The Socially Gendered Body: Richard B. Hays

This post is part of our ongoing series on Head Coverings in Corinth.

We begin with Richard B. Hays’ perspective found in First Corinthians: An Interpretation: A Bible Commentary for Teaching and Preaching. As we examine the context, his interpretation of First Corinthians 11.2-16, and the conceptions of body that come from this passage, we will find that Hays conceives of the human body found in First Corinthians to be socially gendered.

Richard B. Hays
Richard B. Hays

Contextually, Hays emphasizes the importance of reading First Corinthians with the consciousness that modern readers are eaves dropping on a portion of an ancient conversation between Paul and the church at Corinth.[1] Concerning his approach to the text, Hays writes that interpretation involves a “process of distancing ourselves from the text enough to see its foreignness and then allowing the text to draw near again and claim us.”[2] Regarding Corinth, he notes the importance of remembering that Paul’s Corinth existed as a commercial city full of sporting games that was well acquainted with political prowess.[3] Additionally he argues for contextualizing Corinth as a colonial city full of people seeking upward mobility.[4] Socio-religiously, Hays indicates the importance of understanding the diversity of deities and centers of worship within Corinth, especially the Corinthians reputation (at least among the Athenians) for sexually promiscuous worship and the Jewish presence within the city.[5] Also noteworthy was the apparent socioeconomic diversity likely represented within any given house church.[6] Hays locates two occasions for Paul’s writing to Corinth, the first of which was Paul’s reception of a letter from “Chloe’s people” concerning dissensions among the Corinthians on matters of sexuality, legal disputes, abuses of the Lord’s Supper, and controversies concerning the resurrection of the dead.[7] Additionally, the Corinthians had written Paul asking for advice on sex within marriage, food sacrificed to idols, spiritual gifts, and Paul’s collection for Jerusalem.[8] As Hays understands it, this two-fold communication from the city indicated to Paul a church in a moment of division and crisis—hence his multiple letters to the congregation.[9] Paul’s response to these issues are framed within theological terms, however it seems clear that not every concern would have been understood by the Corinthians as a necessarily theological issue, perhaps causing even greater divisions in the church.[10]
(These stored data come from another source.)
#[cfg(test)]
mod tests {
    use super::*;
    use crate::compare::{Verdict, compare};
    use crate::driver::DriverError;
    use crate::suite::ParseErrorKind;
    use std::time::Duration;

    fn result(name: &str, status: RunStatus) -> RunResult {
        RunResult {
            name: name.to_string(),
            status,
            repeated: false,
            duration: Duration::from_millis(3),
        }
    }

    fn console_output(f: impl FnOnce(&mut ConsoleReporter<Vec<u8>>)) -> String {
        let mut reporter = ConsoleReporter::with_writer(Vec::new(), false, false);
        f(&mut reporter);
        String::from_utf8(reporter.into_inner()).unwrap()
    }

    #[test]
    fn test_console_status_lines() {
        let out = console_output(|r| {
            r.on_test_complete(&result("addition", RunStatus::Success { iterations: 1 }));
            r.on_test_complete(&result("later", RunStatus::Skipped));
        });
        let lines: Vec<&str> = out.lines().collect();
        assert_eq!(lines[0], format!("Test {:<35}   SUCCESS", "addition"));
        assert_eq!(lines[1], format!("Test {:<35}   SKIPPED", "later"));
    }

    #[test]
    fn test_console_failure_shows_diff() {
        let Verdict::Fail(mismatch) = compare("4\n", "3\n") else {
            panic!("expected mismatch");
        };
        let out = console_output(|r| {
            r.on_test_complete(&result(
                "addition",
                RunStatus::Failure {
                    iteration: 1,
                    cause: FailureCause::Mismatch {
                        actual: "4\n".to_string(),
                        mismatch,
                    },
                },
            ));
        });
        assert!(out.contains("FAILURE"));
        assert!(out.contains(">    1 | 3        | 4"));
        assert!(!out.contains("iteration"));
    }

    #[test]
    fn test_console_repeat_failure_names_iteration() {
        let mut failed = result(
            "race",
            RunStatus::Failure {
                iteration: 17,
                cause: FailureCause::Driver(DriverError::MemorySafetyViolation {
                    missing: vec!["No live objects"],
                    report: "All memory freed.\n".to_string(),
                }),
            },
        );
        failed.repeated = true;
        let out = console_output(|r| r.on_test_complete(&failed));
        assert!(out.contains("failed on iteration 17"));
        assert!(out.contains("memory safety violation"));
        assert!(out.contains("    All memory freed."));
    }

    #[test]
    fn test_console_parse_error() {
        let error = ParseError::new("bad.test", 3, ParseErrorKind::MalformedIndentation).with_text("x");
        let out = console_output(|r| r.on_parse_error(Path::new("bad.test"), &error));
        assert!(out.starts_with("FAILURE: bad.test:3: malformed indentation"));
        assert!(out.contains("help:"));
    }

    #[test]
    fn test_console_parse_error_names_test() {
        let error = ParseError::new(
            "bad.test",
            9,
            ParseErrorKind::UnexpectedEndOfInput { expected: "`end`" },
        )
        .in_test("loops");
        let out = console_output(|r| r.on_parse_error(Path::new("bad.test"), &error));
        assert!(out.starts_with("FAILURE: bad.test:9: in test `loops`: unexpected end of input"));
    }

    #[test]
    fn test_console_parse_error_with_color_renders_diagnostic() {
        let error = ParseError::new("bad.test", 3, ParseErrorKind::MalformedIndentation).with_text("x");
        let mut reporter = ConsoleReporter::with_writer(Vec::new(), true, false);
        reporter.on_parse_error(Path::new("bad.test"), &error);
        let out = String::from_utf8(reporter.into_inner()).unwrap();
        assert!(out.starts_with("\x1b[1;31mFAILURE\x1b[0m: bad.test\n"));
        assert!(out.contains("plane_tester::parse::malformed_indentation"));
        assert!(out.contains("malformed indentation"));
        assert!(out.contains("indent content lines"));
    }

    #[test]
    fn test_console_summary_line() {
        let out = console_output(|r| r.on_run_complete(&AggregateReport::default()));
        assert_eq!(
            out.trim_end(),
            "======== 0 tests run, 0 passed, 0 failed, 0 skipped in 0.00s ========"
        );
    }

    #[test]
    fn test_console_color_codes() {
        let mut reporter = ConsoleReporter::with_writer(Vec::new(), true, false);
        reporter.on_test_complete(&result("a", RunStatus::Success { iterations: 1 }));
        let out = String::from_utf8(reporter.into_inner()).unwrap();
        assert!(out.contains("\x1b[32mSUCCESS\x1b[0m"));
    }

    #[test]
    fn test_json_events() {
        let mut reporter = JsonReporter::with_writer(Vec::new());
        reporter.on_suite_start(Path::new("math.test"));
        reporter.on_test_complete(&result("addition", RunStatus::Success { iterations: 1 }));
        let out = String::from_utf8(reporter.into_inner()).unwrap();
        let events: Vec<Value> = out.lines().map(|l| serde_json::from_str(l).unwrap()).collect();
        assert_eq!(events[0]["event"], "suite_start");
        assert_eq!(events[1]["event"], "test");
        assert_eq!(events[1]["suite"], "math.test");
        assert_eq!(events[1]["name"], "addition");
        assert_eq!(events[1]["status"], "success");
        assert_eq!(events[1]["iterations"], 1);
    }

    #[test]
    fn test_json_parse_error_code() {
        let mut reporter = JsonReporter::with_writer(Vec::new());
        let error = ParseError::new(
            "a.test",
            2,
            ParseErrorKind::UnknownAnnotation {
                token: "slow".to_string(),
            },
        );
        reporter.on_parse_error(Path::new("a.test"), &error);
        let out = String::from_utf8(reporter.into_inner()).unwrap();
        let event: Value = serde_json::from_str(out.trim()).unwrap();
        assert_eq!(event["code"], "plane_tester::parse::unknown_annotation");
        assert_eq!(event["line"], 2);
        assert!(event["test"].is_null());
    }

    #[test]
    fn test_json_parse_error_names_test() {
        let mut reporter = JsonReporter::with_writer(Vec::new());
        let error = ParseError::new(
            "a.test",
            4,
            ParseErrorKind::UnexpectedEndOfInput { expected: "`end`" },
        )
        .in_test("addition");
        reporter.on_parse_error(Path::new("a.test"), &error);
        let out = String::from_utf8(reporter.into_inner()).unwrap();
        let event: Value = serde_json::from_str(out.trim()).unwrap();
        assert_eq!(event["test"], "addition");
        assert_eq!(event["line"], 4);
        assert_eq!(event["message"], "unexpected end of input, expected `end`");
    }
}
Turning from context to commentary, Hays understands First Corinthians 11.2-16 to have been an original part of the letter[11] that Paul wrote as a response to something that the Corinthians had written him.[12] Noting the trouble that the interpretation of this passage has long given commentators, Hays writes of the impossibility to form a fully confident interpretation of the passage.[13] Apparently Paul had taught the Corinthian church something about the removal of distinctions between men and women in worship and they had applied such equality to other practices, a position that Paul sought to reverse with this section of his letter.[14] Hays writes that “Rather than endorsing the freedom of the women to prophecy with unbound hair, he instructs them instead to maintain the discipline symbolized by head coverings.”[15] Thus he understands Paul to endorse the freedom of women within the congregation to pray and prophecy, though only with the appropriate headdress.[16] Hays sets verses seven through nine[17] against verses eleven and twelve,[18] writing that these thoughts provide counterpoints in Paul’s vision for the Corinthians.[19] Women are not required to be subordinated to men—though Paul seems to presuppose a hierarchical ordering. Instead there should exist a symbolic distinction between the sexes in order to avoid bringing shame on the Corinthian community.[20]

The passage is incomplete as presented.